Internal Control over Financial Reporting is designed to provide reasonable reliability and security of financial reporting and to ensure that external financial reporting is in compliance with applicable laws and accounting standards. The Board of Directors has the ultimate responsibility for Attendo's risk management and internal control which is continuously monitored via the Audit Committee. Attendo’s internal controls are based on principles developed by the Committee of Sponsoring Organizations of the Treadway Commission (COSO).
Areas of responsibility
Attendo has a function responsible for risk management and internal control, which supports the Business Areas in their internal control work. This function works with continuous development and improvement of internal controls for financial reporting, through both preventative measures and annual reviews. The function for internal control continuously reports to the Audit Committee on risk management, control activities and monitoring of financial reports. The internal control function follows an annual plan approved by the Audit Committee. Attendo considers that the internal control function’s work, together with the external audit, provides sufficient reliability in the financial reporting without establishing an independent internal audit department. Attendo’s management continuously evaluates the need for an internal auditing function.
Attendo’s vision and values are based on Attendo’s corporate culture and control environment. Attendo’s Board of Directors has the ultimate responsibility for the Group’s internal controls, which are effected by written instructions and work schedules that define the Board of Directors’ responsibilities and work divisions between the Members of the Board, the Board’s Committees and the CEO. This internal control is based on the Group’s policies, guidelines and instructions that are communicated within the Group and the responsibility and authorities that is implemented. The Group’s corporate governance and governing documents are described in Attendo’s financial manual, which contains all important internal policies and guidelines.
The Audit Committee is represents the Board in matters concerning consolidated financial statements, taxes, risk management and internal controls, as well as external reporting and auditing. The Audit Committee also continuously reviews and monitors the auditor’s independence and impartiality as well as assists at the Annual General Meeting to appoint the auditors in charge. The responsibility for maintaining good internal control is relegated to the CEO.
Attendo’s risk management process is monitored by Attendo’s Audit Committee and is performed by the internal control function. Risk assessment is based on the degree of risk, i.e. the impact on financial reporting and the likelihood of occurrence. Consideration is also given as to what control measures Attendo has implemented to manage risks. The risk assessment is annually updated and the results are reported to the Audit Committee.
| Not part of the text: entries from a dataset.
use axum::routing::{delete, get, post};
use axum::Router;
use tracing_subscriber::EnvFilter;

use repo_scout::api;
use repo_scout::config::Config;
use repo_scout::state::AppState;

#[tokio::main]
async fn main() -> anyhow::Result<()> {
    // Initialize tracing
    tracing_subscriber::fmt()
        .with_env_filter(
            EnvFilter::try_from_default_env().unwrap_or_else(|_| EnvFilter::new("info")),
        )
        .init();

    let config = Config::from_env();
    tracing::info!("Data directory: {}", config.data_dir.display());
    tracing::info!(
        "Search: {} concurrent repos, {}s timeout",
        config.search.max_concurrent_repos,
        config.search.timeout_secs
    );

    let state = AppState::new(config.clone())?;
    tracing::info!("Catalog holds {} repos", state.catalog.len());

    let app = Router::new()
        .route("/api/repos", get(api::repos::list_repos))
        .route("/api/repos", post(api::repos::add_repo))
        .route("/api/repos/{id}", delete(api::repos::delete_repo))
        .route("/api/repos/{id}/sync", post(api::repos::sync_repo))
        .route("/api/search", post(api::search::search))
        .route("/api/config", get(api::repos::get_config))
        .with_state(state);

    let listener = tokio::net::TcpListener::bind(&config.bind_addr).await?;
    tracing::info!("Server listening on {}", config.bind_addr);

    axum::serve(listener, app).await?;
    Ok(())
}
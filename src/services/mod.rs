//! Service interfaces the search pipeline consumes.
//!
//! - [`RepoDirectory`]: find repositories by free-text query or URI
//! - [`Snapshots`]: resolve commits and list the files in their trees
//!
//! The catalog ([`crate::catalog::RepoCatalog`]) and the git-backed
//! [`crate::git::GitSnapshots`] are the production implementations; the
//! [`memory`] module provides in-memory ones.

pub mod memory;

use async_trait::async_trait;

use crate::error::SearchError;
use crate::models::{CommitHandle, FileEntry, Repo};

pub use memory::{MemoryDirectory, MemorySnapshots};

/// Options for listing repositories.
#[derive(Debug, Clone, PartialEq)]
pub struct RepoListOptions {
    pub query: String,
    /// Also search a remote mirror; local-only directories ignore it
    pub remote_search: bool,
    /// Maximum number of repositories to return
    pub per_page: usize,
}

/// Directory of known repositories.
#[async_trait]
pub trait RepoDirectory: Send + Sync {
    /// List repositories matching the options, at most `per_page` of them.
    async fn list(&self, opts: &RepoListOptions) -> Result<Vec<Repo>, SearchError>;

    /// Look up a single repository by its URI.
    async fn get_by_uri(&self, uri: &str) -> Result<Repo, SearchError>;
}

/// Read access to repository snapshots.
#[async_trait]
pub trait Snapshots: Send + Sync {
    /// Resolve a revision to a commit. An empty revision means the default branch.
    async fn resolve_commit(&self, repo: &Repo, revision: &str)
        -> Result<CommitHandle, SearchError>;

    /// List the files under `path` at a commit. An empty path is the tree root.
    async fn list_files(
        &self,
        commit: &CommitHandle,
        path: &str,
        recursive: bool,
    ) -> Result<Vec<FileEntry>, SearchError>;
}
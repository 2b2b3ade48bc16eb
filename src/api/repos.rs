use axum::extract::{Path, Query, State};
use axum::http::StatusCode;
use axum::Json;
use chrono::Utc;
use uuid::Uuid;

use crate::config::SearchConfig;
use crate::models::{AddRepoRequest, ListReposQuery, Repo, RepoStatus, DEFAULT_LIMIT, MAX_LIMIT};
use crate::services::{RepoDirectory, RepoListOptions};
use crate::state::AppState;

/// GET /api/repos - List tracked repos, optionally filtered by URI substring
pub async fn list_repos(
    State(state): State<AppState>,
    Query(params): Query<ListReposQuery>,
) -> Result<Json<Vec<Repo>>, (StatusCode, String)> {
    let opts = RepoListOptions {
        query: params.query,
        remote_search: false,
        per_page: params.per_page.unwrap_or(DEFAULT_LIMIT).clamp(1, MAX_LIMIT),
    };
    state
        .catalog
        .list(&opts)
        .await
        .map(Json)
        .map_err(|e| (StatusCode::INTERNAL_SERVER_ERROR, e.to_string()))
}

/// POST /api/repos - Add a new repo (clone in background)
pub async fn add_repo(
    State(state): State<AppState>,
    Json(req): Json<AddRepoRequest>,
) -> Result<(StatusCode, Json<Repo>), (StatusCode, String)> {
    let url = req.url.trim().to_string();
    if url.is_empty() {
        return Err((StatusCode::BAD_REQUEST, "URL is required".to_string()));
    }

    // Only network URLs: local paths would expose the server's filesystem
    if !url.starts_with("https://") && !url.starts_with("git://") && !url.starts_with("http://") {
        return Err((
            StatusCode::BAD_REQUEST,
            "Only https://, http://, and git:// URLs are allowed".to_string(),
        ));
    }

    if state.catalog.contains_url(&url) {
        return Err((
            StatusCode::CONFLICT,
            "A repo with this URL has already been added".to_string(),
        ));
    }
    if state.catalog.len() >= state.config.max_repos {
        return Err((
            StatusCode::BAD_REQUEST,
            format!(
                "Maximum number of repos ({}) reached",
                state.config.max_repos
            ),
        ));
    }

    let repo = Repo::from_url(&url);
    state.catalog.insert(repo.clone());

    // Spawn background task to clone
    let repo_id = repo.id;
    let state_clone = state.clone();
    tokio::spawn(async move {
        if let Err(e) = clone_into_catalog(&state_clone, repo_id, &url).await {
            tracing::error!("Failed to clone {url}: {e:#}");
            state_clone
                .catalog
                .set_status(repo_id, RepoStatus::Error(format!("{e:#}")));
        }
    });

    Ok((StatusCode::CREATED, Json(repo)))
}

/// DELETE /api/repos/:id - Remove a repo and its working copy
pub async fn delete_repo(
    State(state): State<AppState>,
    Path(id): Path<Uuid>,
) -> Result<StatusCode, (StatusCode, String)> {
    if state.catalog.remove(id).is_none() {
        return Err((StatusCode::NOT_FOUND, "Repo not found".to_string()));
    }

    let repo_dir = state.config.repos_dir().join(id.to_string());
    if repo_dir.exists() {
        if let Err(e) = std::fs::remove_dir_all(&repo_dir) {
            tracing::warn!("Failed to remove {}: {e}", repo_dir.display());
        }
    }

    Ok(StatusCode::NO_CONTENT)
}

/// POST /api/repos/:id/sync - Fetch latest commits in the background
pub async fn sync_repo(
    State(state): State<AppState>,
    Path(id): Path<Uuid>,
) -> Result<(StatusCode, Json<Repo>), (StatusCode, String)> {
    let repo = state
        .catalog
        .get(id)
        .ok_or_else(|| (StatusCode::NOT_FOUND, "Repo not found".to_string()))?;

    if !matches!(repo.status, RepoStatus::Ready | RepoStatus::Error(_)) {
        return Err((
            StatusCode::CONFLICT,
            "Repo is already being processed".to_string(),
        ));
    }

    let repo_dir = state.config.repos_dir().join(id.to_string());
    if !repo_dir.exists() {
        return Err((
            StatusCode::BAD_REQUEST,
            "Repo directory not found on disk. Delete and re-add the repo.".to_string(),
        ));
    }

    let updated = state
        .catalog
        .update(id, |r| r.status = RepoStatus::Indexing)
        .ok_or_else(|| (StatusCode::NOT_FOUND, "Repo not found".to_string()))?;

    let state_clone = state.clone();
    tokio::spawn(async move {
        if let Err(e) = sync_working_copy(&state_clone, &repo).await {
            tracing::error!("Failed to sync {}: {e:#}", repo.uri);
            state_clone
                .catalog
                .set_status(repo.id, RepoStatus::Error(format!("{e:#}")));
        }
    });

    Ok((StatusCode::OK, Json(updated)))
}

/// GET /api/config - Current search settings
pub async fn get_config(State(state): State<AppState>) -> Json<ConfigResponse> {
    Json(ConfigResponse {
        default_limit: DEFAULT_LIMIT,
        max_limit: MAX_LIMIT,
        search: state.searcher.config().clone(),
        max_repos: state.config.max_repos,
    })
}

#[derive(serde::Serialize)]
pub struct ConfigResponse {
    pub default_limit: usize,
    pub max_limit: usize,
    pub search: SearchConfig,
    pub max_repos: usize,
}

/// Clone a newly added repo and mark it ready.
async fn clone_into_catalog(state: &AppState, repo_id: Uuid, url: &str) -> anyhow::Result<()> {
    let repo_dir = state.config.repos_dir().join(repo_id.to_string());

    // Acquire clone permit (limits concurrent clones)
    let _permit = state
        .clone_semaphore
        .acquire()
        .await
        .map_err(|_| anyhow::anyhow!("Clone semaphore closed"))?;

    let url_owned = url.to_string();
    let repo_dir_clone = repo_dir.clone();
    let git_token = state.config.git_token.clone();
    let timeout = std::time::Duration::from_secs(state.config.clone_timeout_secs);

    let clone_result = tokio::time::timeout(
        timeout,
        tokio::task::spawn_blocking(move || {
            crate::git::clone_repo(&url_owned, &repo_dir_clone, git_token.as_deref())
        }),
    )
    .await;

    match clone_result {
        Ok(Ok(Ok(()))) => {}
        Ok(Ok(Err(e))) => {
            cleanup(&repo_dir);
            return Err(e);
        }
        Ok(Err(e)) => {
            cleanup(&repo_dir);
            anyhow::bail!("Clone task failed: {e}");
        }
        Err(_) => {
            cleanup(&repo_dir);
            anyhow::bail!("Clone timed out after {}s", state.config.clone_timeout_secs);
        }
    }

    // Check repo size limit
    let max_bytes = state.config.max_repo_size_mb * 1024 * 1024;
    let size_check_dir = repo_dir.clone();
    let repo_size =
        tokio::task::spawn_blocking(move || crate::git::dir_size_bytes(&size_check_dir)).await?;
    if repo_size > max_bytes {
        cleanup(&repo_dir);
        anyhow::bail!(
            "Repo size ({} MB) exceeds limit ({} MB)",
            repo_size / (1024 * 1024),
            state.config.max_repo_size_mb
        );
    }

    let head_commit = match crate::git::head_commit_sha(&repo_dir) {
        Ok(sha) => Some(sha),
        Err(e) => {
            tracing::warn!("Could not read HEAD for {url}: {e}");
            None
        }
    };

    let updated = state.catalog.update(repo_id, |r| {
        r.status = RepoStatus::Ready;
        r.synced_at = Some(Utc::now());
        r.head_commit = head_commit;
    });
    if updated.is_none() {
        // Deleted while the clone was running
        tracing::info!("Repo {url} was removed during clone, discarding working copy");
        cleanup(&repo_dir);
        return Ok(());
    }

    tracing::info!("Repo {url} is ready for search");
    Ok(())
}

/// Fetch and fast-forward an existing working copy.
async fn sync_working_copy(state: &AppState, repo: &Repo) -> anyhow::Result<()> {
    let repo_dir = state.config.repos_dir().join(repo.id.to_string());

    // Acquire clone permit (shared with clone operations)
    let _permit = state
        .clone_semaphore
        .acquire()
        .await
        .map_err(|_| anyhow::anyhow!("Clone semaphore closed"))?;

    let url_owned = repo.url.clone();
    let git_token = state.config.git_token.clone();
    let timeout = std::time::Duration::from_secs(state.config.clone_timeout_secs);

    let new_head = tokio::time::timeout(
        timeout,
        tokio::task::spawn_blocking(move || {
            crate::git::pull_repo(&repo_dir, &url_owned, git_token.as_deref())
        }),
    )
    .await
    .map_err(|_| anyhow::anyhow!("Sync timed out after {}s", state.config.clone_timeout_secs))???;

    if repo.head_commit.as_deref() == Some(new_head.as_str()) {
        tracing::info!("Sync {}: HEAD unchanged ({new_head})", repo.uri);
    } else {
        tracing::info!(
            "Sync {}: HEAD {} -> {new_head}",
            repo.uri,
            repo.head_commit.as_deref().unwrap_or("(unknown)")
        );
    }

    state.catalog.update(repo.id, |r| {
        r.status = RepoStatus::Ready;
        r.synced_at = Some(Utc::now());
        r.head_commit = Some(new_head);
    });
    Ok(())
}

fn cleanup(repo_dir: &std::path::Path) {
    if let Err(e) = std::fs::remove_dir_all(repo_dir) {
        tracing::debug!("Nothing to clean up at {}: {e}", repo_dir.display());
    }
}

#[cfg(test)]
mod tests {
    use super::*;
    use crate::config::Config;

    fn local_upstream(dir: &std::path::Path) -> String {
        let repo = git2::Repository::init(dir).unwrap();
        std::fs::write(dir.join("main.go"), "package main").unwrap();
        let mut index = repo.index().unwrap();
        index.add_path(std::path::Path::new("main.go")).unwrap();
        index.write().unwrap();
        let tree = repo.find_tree(index.write_tree().unwrap()).unwrap();
        let sig = git2::Signature::now("Test", "test@example.com").unwrap();
        repo.commit(Some("HEAD"), &sig, &sig, "initial", &tree, &[])
            .unwrap();
        dir.to_string_lossy().to_string()
    }

    fn test_state(data_dir: &std::path::Path) -> AppState {
        AppState::new(Config {
            data_dir: data_dir.to_path_buf(),
            ..Config::default()
        })
        .unwrap()
    }

    #[tokio::test]
    async fn test_clone_marks_repo_ready() {
        let upstream = tempfile::tempdir().unwrap();
        let url = local_upstream(upstream.path());
        let data = tempfile::tempdir().unwrap();
        let state = test_state(data.path());
        let repo = Repo::from_url(&url);
        let id = repo.id;
        state.catalog.insert(repo);

        clone_into_catalog(&state, id, &url).await.unwrap();

        let stored = state.catalog.get(id).unwrap();
        assert_eq!(stored.status, RepoStatus::Ready);
        assert!(stored.head_commit.is_some());
        assert!(state.config.repos_dir().join(id.to_string()).exists());
    }

    #[tokio::test]
    async fn test_clone_of_removed_repo_leaves_no_working_copy() {
        let upstream = tempfile::tempdir().unwrap();
        let url = local_upstream(upstream.path());
        let data = tempfile::tempdir().unwrap();
        let state = test_state(data.path());

        // Never inserted, as if deleted before the clone finished
        let id = Uuid::new_v4();
        clone_into_catalog(&state, id, &url).await.unwrap();

        assert!(state.catalog.get(id).is_none());
        assert!(!state.config.repos_dir().join(id.to_string()).exists());
    }
}
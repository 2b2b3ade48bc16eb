//! Git working copies: cloning, syncing, and snapshot browsing.

mod clone;
mod snapshot;

pub use clone::{clone_repo, dir_size_bytes, head_commit_sha, pull_repo};
pub use snapshot::GitSnapshots;
use anyhow::{Context, Result};
use std::path::Path;
use walkdir::WalkDir;

/// Clone a git repository to the target directory.
pub fn clone_repo(url: &str, target: &Path, token: Option<&str>) -> Result<()> {
    tracing::info!("Cloning {} into {}", url, target.display());
    git2::build::RepoBuilder::new()
        .fetch_options(fetch_options(token))
        .clone(url, target)
        .with_context(|| format!("Failed to clone {url}"))?;
    tracing::info!("Clone complete: {}", target.display());
    Ok(())
}

/// Fetch from origin and fast-forward the checked-out branch.
/// Returns the new HEAD commit SHA. Fails without touching the working copy
/// if the local branch is not an ancestor of the fetched commit.
pub fn pull_repo(repo_dir: &Path, url: &str, token: Option<&str>) -> Result<String> {
    let repo = git2::Repository::open(repo_dir)
        .with_context(|| format!("Failed to open {}", repo_dir.display()))?;

    let mut remote = match repo.find_remote("origin") {
        Ok(remote) => remote,
        Err(_) => repo.remote_anonymous(url)?,
    };
    let mut opts = fetch_options(token);
    remote
        .fetch::<&str>(&[], Some(&mut opts), None)
        .with_context(|| format!("Failed to fetch {url}"))?;

    let fetch_head = repo.find_reference("FETCH_HEAD")?;
    let fetched = repo.reference_to_annotated_commit(&fetch_head)?;

    let (analysis, _) = repo.merge_analysis(&[&fetched])?;
    if analysis.is_up_to_date() {
        return Ok(repo.head()?.peel_to_commit()?.id().to_string());
    }
    if !analysis.is_fast_forward() {
        anyhow::bail!(
            "Local branch in {} has diverged from {url}, delete and re-add the repo",
            repo_dir.display()
        );
    }

    let branch = repo
        .head()?
        .name()
        .map(str::to_string)
        .context("HEAD is not a named reference")?;
    repo.find_reference(&branch)?
        .set_target(fetched.id(), "repo-scout: fast-forward")?;
    repo.set_head(&branch)?;
    repo.checkout_head(Some(git2::build::CheckoutBuilder::default().force()))?;

    Ok(fetched.id().to_string())
}

/// SHA of the commit HEAD points at.
pub fn head_commit_sha(repo_dir: &Path) -> Result<String> {
    let repo = git2::Repository::open(repo_dir)?;
    let commit = repo.head()?.peel_to_commit()?;
    Ok(commit.id().to_string())
}

/// Total size of all regular files under `dir`.
pub fn dir_size_bytes(dir: &Path) -> u64 {
    WalkDir::new(dir)
        .into_iter()
        .filter_map(|e| e.ok())
        .filter(|e| e.file_type().is_file())
        .filter_map(|e| e.metadata().ok())
        .map(|m| m.len())
        .sum()
}

fn fetch_options(token: Option<&str>) -> git2::FetchOptions<'static> {
    let mut callbacks = git2::RemoteCallbacks::new();
    if let Some(token) = token {
        let token = token.to_string();
        callbacks.credentials(move |_url, _username, _allowed| {
            git2::Cred::userpass_plaintext("x-access-token", &token)
        });
    }
    let mut opts = git2::FetchOptions::new();
    opts.remote_callbacks(callbacks);
    opts
}

#[cfg(test)]
mod tests {
    use super::*;

    #[test]
    fn test_dir_size_counts_nested_files() {
        let dir = tempfile::tempdir().unwrap();
        std::fs::create_dir_all(dir.path().join("a/b")).unwrap();
        std::fs::write(dir.path().join("top.txt"), "12345").unwrap();
        std::fs::write(dir.path().join("a/b/deep.txt"), "123").unwrap();
        assert_eq!(dir_size_bytes(dir.path()), 8);
    }

    #[test]
    fn test_head_commit_sha_fails_without_commits() {
        let dir = tempfile::tempdir().unwrap();
        git2::Repository::init(dir.path()).unwrap();
        assert!(head_commit_sha(dir.path()).is_err());
    }

    /// Write `name` and commit it on top of HEAD, if any.
    fn commit_file(repo: &git2::Repository, name: &str, content: &str) -> git2::Oid {
        let workdir = repo.workdir().unwrap().to_path_buf();
        std::fs::write(workdir.join(name), content).unwrap();
        let mut index = repo.index().unwrap();
        index.add_path(Path::new(name)).unwrap();
        index.write().unwrap();
        let tree = repo.find_tree(index.write_tree().unwrap()).unwrap();
        let sig = git2::Signature::now("Test", "test@example.com").unwrap();
        let parent = repo.head().ok().and_then(|h| h.peel_to_commit().ok());
        let parents: Vec<&git2::Commit> = parent.iter().collect();
        repo.commit(Some("HEAD"), &sig, &sig, name, &tree, &parents)
            .unwrap()
    }

    #[test]
    fn test_pull_fast_forwards_to_upstream() {
        let src = tempfile::tempdir().unwrap();
        let upstream = git2::Repository::init(src.path()).unwrap();
        let first = commit_file(&upstream, "main.go", "package main");

        let dst = tempfile::tempdir().unwrap();
        let target = dst.path().join("clone");
        let url = src.path().to_string_lossy().to_string();
        clone_repo(&url, &target, None).unwrap();

        // Nothing new upstream
        assert_eq!(pull_repo(&target, &url, None).unwrap(), first.to_string());

        let second = commit_file(&upstream, "util.go", "package main");
        assert_eq!(pull_repo(&target, &url, None).unwrap(), second.to_string());
        assert_eq!(head_commit_sha(&target).unwrap(), second.to_string());
        assert!(target.join("util.go").exists());
    }

    #[test]
    fn test_pull_refuses_diverged_branch() {
        let src = tempfile::tempdir().unwrap();
        let upstream = git2::Repository::init(src.path()).unwrap();
        commit_file(&upstream, "main.go", "package main");

        let dst = tempfile::tempdir().unwrap();
        let target = dst.path().join("clone");
        let url = src.path().to_string_lossy().to_string();
        clone_repo(&url, &target, None).unwrap();

        commit_file(&upstream, "upstream.go", "package main");
        let local = commit_file(
            &git2::Repository::open(&target).unwrap(),
            "local.go",
            "package main",
        );

        let err = pull_repo(&target, &url, None).unwrap_err();
        assert!(err.to_string().contains("diverged"));
        assert_eq!(head_commit_sha(&target).unwrap(), local.to_string());
        assert!(!target.join("upstream.go").exists());
    }

    #[test]
    fn test_clone_from_local_path() {
        let src = tempfile::tempdir().unwrap();
        let repo = git2::Repository::init(src.path()).unwrap();
        std::fs::write(src.path().join("main.go"), "package main").unwrap();
        let mut index = repo.index().unwrap();
        index.add_path(Path::new("main.go")).unwrap();
        index.write().unwrap();
        let tree = repo.find_tree(index.write_tree().unwrap()).unwrap();
        let sig = git2::Signature::now("Test", "test@example.com").unwrap();
        let oid = repo
            .commit(Some("HEAD"), &sig, &sig, "initial", &tree, &[])
            .unwrap();

        let dst = tempfile::tempdir().unwrap();
        let target = dst.path().join("clone");
        let url = src.path().to_string_lossy().to_string();
        clone_repo(&url, &target, None).unwrap();

        assert!(target.join("main.go").exists());
        assert_eq!(head_commit_sha(&target).unwrap(), oid.to_string());
    }
}
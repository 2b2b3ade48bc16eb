use async_trait::async_trait;
use std::path::{Path, PathBuf};
use uuid::Uuid;

use crate::error::SearchError;
use crate::models::{CommitHandle, FileEntry, Repo};
use crate::services::Snapshots;

/// Snapshot service over the cloned working copies in `repos_dir`.
///
/// Each repository lives at `<repos_dir>/<repo id>`. All libgit2 calls run on
/// the blocking pool.
#[derive(Debug, Clone)]
pub struct GitSnapshots {
    repos_dir: PathBuf,
}

impl GitSnapshots {
    pub fn new(repos_dir: impl Into<PathBuf>) -> Self {
        Self {
            repos_dir: repos_dir.into(),
        }
    }

    pub fn repo_dir(&self, repo_id: Uuid) -> PathBuf {
        self.repos_dir.join(repo_id.to_string())
    }
}

#[async_trait]
impl Snapshots for GitSnapshots {
    async fn resolve_commit(
        &self,
        repo: &Repo,
        revision: &str,
    ) -> Result<CommitHandle, SearchError> {
        let dir = self.repo_dir(repo.id);
        let repo_id = repo.id;
        let uri = repo.uri.clone();
        let revision = revision.to_string();
        tokio::task::spawn_blocking(move || resolve_commit(&dir, repo_id, &uri, &revision)).await?
    }

    async fn list_files(
        &self,
        commit: &CommitHandle,
        path: &str,
        recursive: bool,
    ) -> Result<Vec<FileEntry>, SearchError> {
        let dir = self.repo_dir(commit.repo_id);
        let commit = commit.clone();
        let path = path.to_string();
        tokio::task::spawn_blocking(move || list_files(&dir, &commit, &path, recursive)).await?
    }
}

fn open(dir: &Path, uri: &str) -> Result<git2::Repository, SearchError> {
    git2::Repository::open(dir).map_err(|e| {
        SearchError::ServiceUnavailable(format!("cannot open {uri}: {}", e.message()))
    })
}

fn resolve_commit(
    dir: &Path,
    repo_id: Uuid,
    uri: &str,
    revision: &str,
) -> Result<CommitHandle, SearchError> {
    let repo = open(dir, uri)?;
    let resolved = if revision.is_empty() {
        repo.head().and_then(|head| head.peel_to_commit())
    } else {
        repo.revparse_single(revision)
            .and_then(|obj| obj.peel_to_commit())
    };
    let commit = resolved.map_err(|e| SearchError::CommitNotResolved {
        repository: uri.to_string(),
        revision: revision.to_string(),
        reason: e.message().to_string(),
    })?;

    Ok(CommitHandle {
        repo_id,
        repository: uri.to_string(),
        sha: commit.id().to_string(),
    })
}

fn list_files(
    dir: &Path,
    commit: &CommitHandle,
    path: &str,
    recursive: bool,
) -> Result<Vec<FileEntry>, SearchError> {
    let repo = open(dir, &commit.repository)?;
    let unresolved = |e: git2::Error| SearchError::CommitNotResolved {
        repository: commit.repository.clone(),
        revision: commit.sha.clone(),
        reason: e.message().to_string(),
    };
    let oid = git2::Oid::from_str(&commit.sha).map_err(unresolved)?;
    let root = repo.find_commit(oid).and_then(|c| c.tree()).map_err(unresolved)?;

    let path = path.trim_matches('/');
    let tree = if path.is_empty() {
        root
    } else {
        let not_found = |_: git2::Error| SearchError::PathNotFound {
            repository: commit.repository.clone(),
            path: path.to_string(),
        };
        root.get_path(Path::new(path))
            .and_then(|entry| entry.to_object(&repo))
            .and_then(|obj| obj.peel_to_tree())
            .map_err(not_found)?
    };
    let base = if path.is_empty() {
        String::new()
    } else {
        format!("{path}/")
    };

    let mut paths = Vec::new();
    if recursive {
        tree.walk(git2::TreeWalkMode::PreOrder, |parent, entry| {
            if entry.kind() == Some(git2::ObjectType::Blob) {
                if let Some(name) = entry.name() {
                    paths.push(format!("{base}{parent}{name}"));
                }
            }
            git2::TreeWalkResult::Ok
        })?;
    } else {
        for entry in tree.iter() {
            if entry.kind() == Some(git2::ObjectType::Blob) {
                if let Some(name) = entry.name() {
                    paths.push(format!("{base}{name}"));
                }
            }
        }
    }

    Ok(paths
        .into_iter()
        .map(|path| FileEntry {
            repository: commit.repository.clone(),
            commit: commit.sha.clone(),
            path,
        })
        .collect())
}
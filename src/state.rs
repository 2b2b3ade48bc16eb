use std::sync::Arc;

use crate::catalog::RepoCatalog;
use crate::config::Config;
use crate::git::GitSnapshots;
use crate::search::Searcher;

/// Shared application state.
#[derive(Clone)]
pub struct AppState {
    pub config: Config,
    pub catalog: Arc<RepoCatalog>,
    pub searcher: Searcher,
    pub clone_semaphore: Arc<tokio::sync::Semaphore>,
}

impl AppState {
    pub fn new(config: Config) -> anyhow::Result<Self> {
        // Ensure data directories exist
        std::fs::create_dir_all(config.repos_dir())?;

        let catalog = Arc::new(RepoCatalog::open(&config.db_path())?);
        let snapshots = Arc::new(GitSnapshots::new(config.repos_dir()));
        let searcher = Searcher::new(catalog.clone(), snapshots, config.search.clone());
        let max_concurrent_clones = config.max_concurrent_clones.max(1);

        Ok(Self {
            config,
            catalog,
            searcher,
            clone_semaphore: Arc::new(tokio::sync::Semaphore::new(max_concurrent_clones)),
        })
    }
}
Attendo’s Business Area Directors are responsible for the internal control in their respective Business Area. Attendo has based its control environment on the risks identified during the risk assessment process. To ensure a uniform control environment, the function for internal control has created a number of common controls for the critical processes that are to be followed. Each business area is responsible for ensuring that this is done.
Attendo has several activities to follow up financial reporting and ensure that any inaccuracies are discovered and corrected. This is built on a robust reporting structure that begins at the operational level, with each region following up the unit’s results and financial position on a monthly basis. In addition, the regions are monitored by a Business Area Director who, in turn, reports to the CEO on a monthly basis. For assistance, the CEO, the Business Area Directors and the Regional Director has a controller team that continuously monitor the activities and ensure that reporting is complete and accurate in accordance with Attendo’s guidelines.
Information and communication
Attendo’s framework and policies are accessible to all employees via Attendo’s Intranet and other suitable information channels. Other information, for example guidelines and instructions for financial reporting, is found in Attendo’s Finance Manual, and Accounting and Reporting Manual, which is communicated to the concerned persons.
Attendo’s Group accounting team is responsible for statutory accounting and for implementing and communicating the common accounting principles. Communication with the Audit Committee occurs via the function for internal control and the CFO.
The Group’s function for internal control monitors compliance of the Group’s control activities based on the internal control plan that is presented annually to the Audit Committee. Attendo works in several ways to ensure the internal controls meet the Group’s requirements, for example via self-assessments, internal audits and with the help of the company’s external auditors.